TASK REQUIREMENTS: In the listing beneath this line, copy exactly the lines starting with the one containing "fn find_syntax(&self, language: &str, code: &str)" and going on through the one containing "fn guess_token(code: &str)".

DATA EXCERPTS:
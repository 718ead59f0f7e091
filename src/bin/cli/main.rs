mod report;

use std::path::PathBuf;

use anyhow::Context;
use clap::Parser;
use md2nsx::{AttachmentScope, ConvertOptions, Converter};

#[derive(Parser)]
#[command(
    name = "md2nsx",
    about = "Convert a folder of Markdown files into a Synology Note Station archive",
    version
)]
struct Cli {
    /// Folder containing the Markdown files
    markdown_folder: PathBuf,

    /// Name of the notebook to create (default: "Imported Notebook")
    #[arg(short, long)]
    notebook: Option<String>,

    /// Archive to write (default: <MARKDOWN_FOLDER>.nsx)
    #[arg(short, long)]
    output: Option<PathBuf>,

    /// TOML file with conversion settings
    #[arg(long)]
    config: Option<PathBuf>,

    /// Give each note only its own attachments
    #[arg(long)]
    isolate_attachments: bool,

    /// Output format
    #[arg(long, default_value = "plain")]
    format: OutputFormat,

    /// Log debug details
    #[arg(short, long)]
    verbose: bool,
}

#[derive(Clone, Debug, clap::ValueEnum)]
pub enum OutputFormat {
    Plain,
    Json,
}

impl Cli {
    /// Settings file first, then command-line flags on top
    fn options(&self) -> anyhow::Result<ConvertOptions> {
        let mut options = match &self.config {
            Some(path) => ConvertOptions::load(path)
                .with_context(|| format!("Failed to load settings from {}", path.display()))?,
            None => ConvertOptions::default(),
        };

        if let Some(notebook) = &self.notebook {
            options.notebook_name = notebook.clone();
        }
        if let Some(output) = &self.output {
            options.output = Some(output.clone());
        }
        if self.isolate_attachments {
            options.attachment_scope = AttachmentScope::Document;
        }

        Ok(options)
    }
}

fn main() -> anyhow::Result<()> {
    let cli = Cli::parse();

    let default_level = if cli.verbose { "debug" } else { "info" };
    env_logger::Builder::from_env(env_logger::Env::default().default_filter_or(default_level))
        .init();

    let options = cli.options()?;
    let notebook_name = options.notebook_name.clone();

    let summary = Converter::new(options)
        .batch_convert(&cli.markdown_folder, &notebook_name)
        .with_context(|| format!("Failed to convert {}", cli.markdown_folder.display()))?;

    report::print_summary(&summary, &cli.format)?;
    Ok(())
}
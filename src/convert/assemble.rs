use base64::{engine::general_purpose::STANDARD as BASE64, Engine};

use crate::markdown::MarkdownRenderer;
use crate::nsx::{AttachmentTable, Note, NOTE_PREFIX};

pub const UNTITLED: &str = "Untitled";
pub const EMPTY_NOTE: &str = "Empty note";

/// Maximum excerpt length in characters, before the ellipsis
pub const EXCERPT_LENGTH: usize = 100;
const ELLIPSIS: &str = "...";

/// Archive member name of a note, `note_<base64(title)>`
pub fn note_member_name(title: &str) -> String {
    format!("{}{}", NOTE_PREFIX, BASE64.encode(title))
}

/// Build the note record for one document.
///
/// `markdown` is the text after reference rewriting; the excerpt comes from
/// it, the body is its rendered HTML. Returns the note and its member name.
pub fn assemble_note(
    title: &str,
    markdown: &str,
    parent_id: &str,
    attachments: &AttachmentTable,
    renderer: &MarkdownRenderer,
    now: i64,
) -> (Note, String) {
    let title = if title.trim().is_empty() { UNTITLED } else { title };
    let member_name = note_member_name(title);

    let markdown = if markdown.trim().is_empty() {
        EMPTY_NOTE
    } else {
        markdown
    };

    let thumb = attachments
        .iter()
        .find(|(_, attachment)| attachment.is_image())
        .map(|(key, _)| key.clone());

    let note = Note {
        category: "note".to_string(),
        parent_id: parent_id.to_string(),
        title: title.to_string(),
        thumb,
        mtime: now,
        ctime: now,
        latitude: 0.0,
        longitude: 0.0,
        encrypt: false,
        attachment: attachments.clone(),
        brief: generate_excerpt(markdown),
        content: renderer.render(markdown),
        tag: Vec::new(),
    };

    (note, member_name)
}

/// Plain-text preview: whitespace runs collapse to one space, the result
/// is trimmed and cut to [`EXCERPT_LENGTH`] characters plus `...`
pub fn generate_excerpt(markdown: &str) -> String {
    let collapsed = markdown.split_whitespace().collect::<Vec<_>>().join(" ");

    if collapsed.chars().count() > EXCERPT_LENGTH {
        let mut excerpt: String = collapsed.chars().take(EXCERPT_LENGTH).collect();
        excerpt.push_str(ELLIPSIS);
        excerpt
    } else {
        collapsed
    }
}
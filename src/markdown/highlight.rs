use syntect::easy::HighlightLines;
use syntect::highlighting::{Theme, ThemeSet};
use syntect::html::{styled_line_to_highlighted_html, IncludeBackground};
use syntect::parsing::{SyntaxReference, SyntaxSet};
use syntect::util::LinesWithEndings;

use crate::config::DEFAULT_CODE_THEME;
use crate::error::{ConvertError, Result};

const TAB_WIDTH: usize = 4;

/// Leading lines tried for first-line markers (shebang, `<?php`, modelines)
const FIRST_LINE_PROBES: usize = 5;

/// Line prefixes that hint at a language, keyed by syntect token. Each line
/// of a block votes for every language it matches; ties go to the earlier
/// entry.
const KEYWORD_HINTS: &[(&str, &[&str])] = &[
    ("py", &["def ", "import ", "from ", "elif ", "print(", "class ", "if __name__"]),
    ("rs", &["fn ", "pub fn ", "let ", "use std", "impl ", "#[derive", "mod ", "match "]),
    ("c", &["#include", "int main(", "printf(", "#define "]),
    ("go", &["package ", "func ", "fmt."]),
    ("java", &["public class ", "public static ", "private ", "System.out."]),
    ("js", &["function ", "const ", "var ", "console.log", "export ", "require("]),
    ("sh", &["echo ", "sudo ", "cd ", "if [ ", "apt ", "cargo ", "npm ", "export PATH="]),
    ("sql", &["SELECT ", "INSERT ", "UPDATE ", "DELETE ", "CREATE TABLE", "FROM ", "WHERE "]),
    ("html", &["<!DOCTYPE", "<html", "<div", "<head", "<body", "<p>"]),
];

const CODE_BLOCK_STYLE: &str = "background-color: #f6f8fa !important;border: 1px solid #d1d5da;padding: 16px;\
margin: 10px 0;border-radius: 12px;box-shadow: 0 1px 3px rgba(0,0,0,0.12), 0 1px 2px rgba(0,0,0,0.24);\
display:inline-block; overflow-x: auto;max-width: 100%;min-width: 60%;";

const CODE_WRAPPER_OPEN: &str =
    r#"<code style="white-space: pre; font-family: Menlo, Monaco, Consolas, monospace; display: inline-block;">"#;

const LINE_NUMBER_STYLE: &str =
    "white-space:pre;user-select:none;margin-right:0.4em;padding:0 0.4em 0 0.4em;color:#7f7f7f";

/// Syntax highlighter for fenced code blocks
pub struct CodeHighlighter {
    syntaxes: SyntaxSet,
    theme: Theme,
}

impl CodeHighlighter {
    pub fn new(theme_name: &str) -> Self {
        let mut themes = ThemeSet::load_defaults();
        let theme = match themes.themes.remove(theme_name) {
            Some(theme) => theme,
            None => {
                log::warn!(
                    "Unknown code theme '{}', using {}",
                    theme_name,
                    DEFAULT_CODE_THEME
                );
                themes.themes.remove(DEFAULT_CODE_THEME).unwrap_or_default()
            }
        };

        Self {
            syntaxes: SyntaxSet::load_defaults_newlines(),
            theme,
        }
    }

    /// Syntax for a fence language; unknown or missing languages are
    /// guessed from the code itself
    fn find_syntax(&self, language: &str, code: &str) -> &SyntaxReference {
        let token = language.trim();
        if !token.is_empty() {
            if let Some(syntax) = self.syntaxes.find_syntax_by_token(token) {
                return syntax;
            }
        }

        self.guess_syntax(code).unwrap_or_else(|| self.syntaxes.find_syntax_plain_text())
    }

    fn guess_syntax(&self, code: &str) -> Option<&SyntaxReference> {
        let first_line_match = code
            .lines()
            .map(str::trim)
            .filter(|line| !line.is_empty())
            .take(FIRST_LINE_PROBES)
            .find_map(|line| self.syntaxes.find_syntax_by_first_line(line));
        if first_line_match.is_some() {
            return first_line_match;
        }

        guess_token(code).and_then(|token| self.syntaxes.find_syntax_by_token(token))
    }

    /// Render a fenced block as a styled, line-numbered container
    pub fn highlight_block(&self, language: &str, code: &str) -> Result<String> {
        let code = expand_tabs(code);
        let syntax = self.find_syntax(language, &code);
        let mut highlighter = HighlightLines::new(syntax, &self.theme);

        let mut lines = Vec::new();
        for line in LinesWithEndings::from(&code) {
            let regions = highlighter
                .highlight_line(line, &self.syntaxes)
                .map_err(|e| ConvertError::Highlight(e.to_string()))?;
            let line_html = styled_line_to_highlighted_html(&regions[..], IncludeBackground::No)
                .map_err(|e| ConvertError::Highlight(e.to_string()))?;
            lines.push(line_html);
        }

        Ok(wrap_block(language, &lines))
    }

    /// Same container without colors, used when highlighting fails
    pub fn plain_block(&self, language: &str, code: &str) -> String {
        let code = expand_tabs(code);
        let lines: Vec<String> = LinesWithEndings::from(&code)
            .map(|line| html_escape::encode_text(line).to_string())
            .collect();
        wrap_block(language, &lines)
    }
}

/// Language token with the most keyword hits, if any line matched
fn guess_token(code: &str) -> Option<&'static str> {
    let mut best: Option<(&'static str, usize)> = None;

    for &(token, prefixes) in KEYWORD_HINTS {
        let hits = code
            .lines()
            .map(str::trim_start)
            .filter(|line| prefixes.iter().any(|prefix| line.starts_with(*prefix)))
            .count();
        if hits > 0 && best.map_or(true, |(_, most)| hits > most) {
            best = Some((token, hits));
        }
    }

    best.map(|(token, _)| token)
}

fn expand_tabs(code: &str) -> String {
    code.replace('\t', &" ".repeat(TAB_WIDTH))
}

fn wrap_block(language: &str, lines: &[String]) -> String {
    let mut html = format!(
        r#"<div style="{}"><pre class="language-{}">{}"#,
        CODE_BLOCK_STYLE,
        html_escape::encode_double_quoted_attribute(language),
        CODE_WRAPPER_OPEN
    );

    for (index, line) in lines.iter().enumerate() {
        html.push_str(&format!(
            r#"<span style="display:flex;"><span style="{}">{}</span><span>{}</span></span>"#,
            LINE_NUMBER_STYLE,
            index + 1,
            line
        ));
    }

    html.push_str("</code></pre></div>\n");
    html
}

ANSWER TO THIS EXERCISE:
    fn find_syntax(&self, language: &str, code: &str) -> &SyntaxReference {
        let token = language.trim();
        if !token.is_empty() {
            if let Some(syntax) = self.syntaxes.find_syntax_by_token(token) {
                return syntax;
            }
        }

        self.guess_syntax(code).unwrap_or_else(|| self.syntaxes.find_syntax_plain_text())
    }

    fn guess_syntax(&self, code: &str) -> Option<&SyntaxReference> {
        let first_line_match = code
            .lines()
            .map(str::trim)
            .filter(|line| !line.is_empty())
            .take(FIRST_LINE_PROBES)
            .find_map(|line| self.syntaxes.find_syntax_by_first_line(line));
        if first_line_match.is_some() {
            return first_line_match;
        }

        guess_token(code).and_then(|token| self.syntaxes.find_syntax_by_token(token))
    }

    /// Render a fenced block as a styled, line-numbered container
    pub fn highlight_block(&self, language: &str, code: &str) -> Result<String> {
        let code = expand_tabs(code);
        let syntax = self.find_syntax(language, &code);
        let mut highlighter = HighlightLines::new(syntax, &self.theme);

        let mut lines = Vec::new();
        for line in LinesWithEndings::from(&code) {
            let regions = highlighter
                .highlight_line(line, &self.syntaxes)
                .map_err(|e| ConvertError::Highlight(e.to_string()))?;
            let line_html = styled_line_to_highlighted_html(&regions[..], IncludeBackground::No)
                .map_err(|e| ConvertError::Highlight(e.to_string()))?;
            lines.push(line_html);
        }

        Ok(wrap_block(language, &lines))
    }

    /// Same container without colors, used when highlighting fails
    pub fn plain_block(&self, language: &str, code: &str) -> String {
        let code = expand_tabs(code);
        let lines: Vec<String> = LinesWithEndings::from(&code)
            .map(|line| html_escape::encode_text(line).to_string())
            .collect();
        wrap_block(language, &lines)
    }
}

/// Language token with the most keyword hits, if any line matched
fn guess_token(code: &str) -> Option<&'static str> {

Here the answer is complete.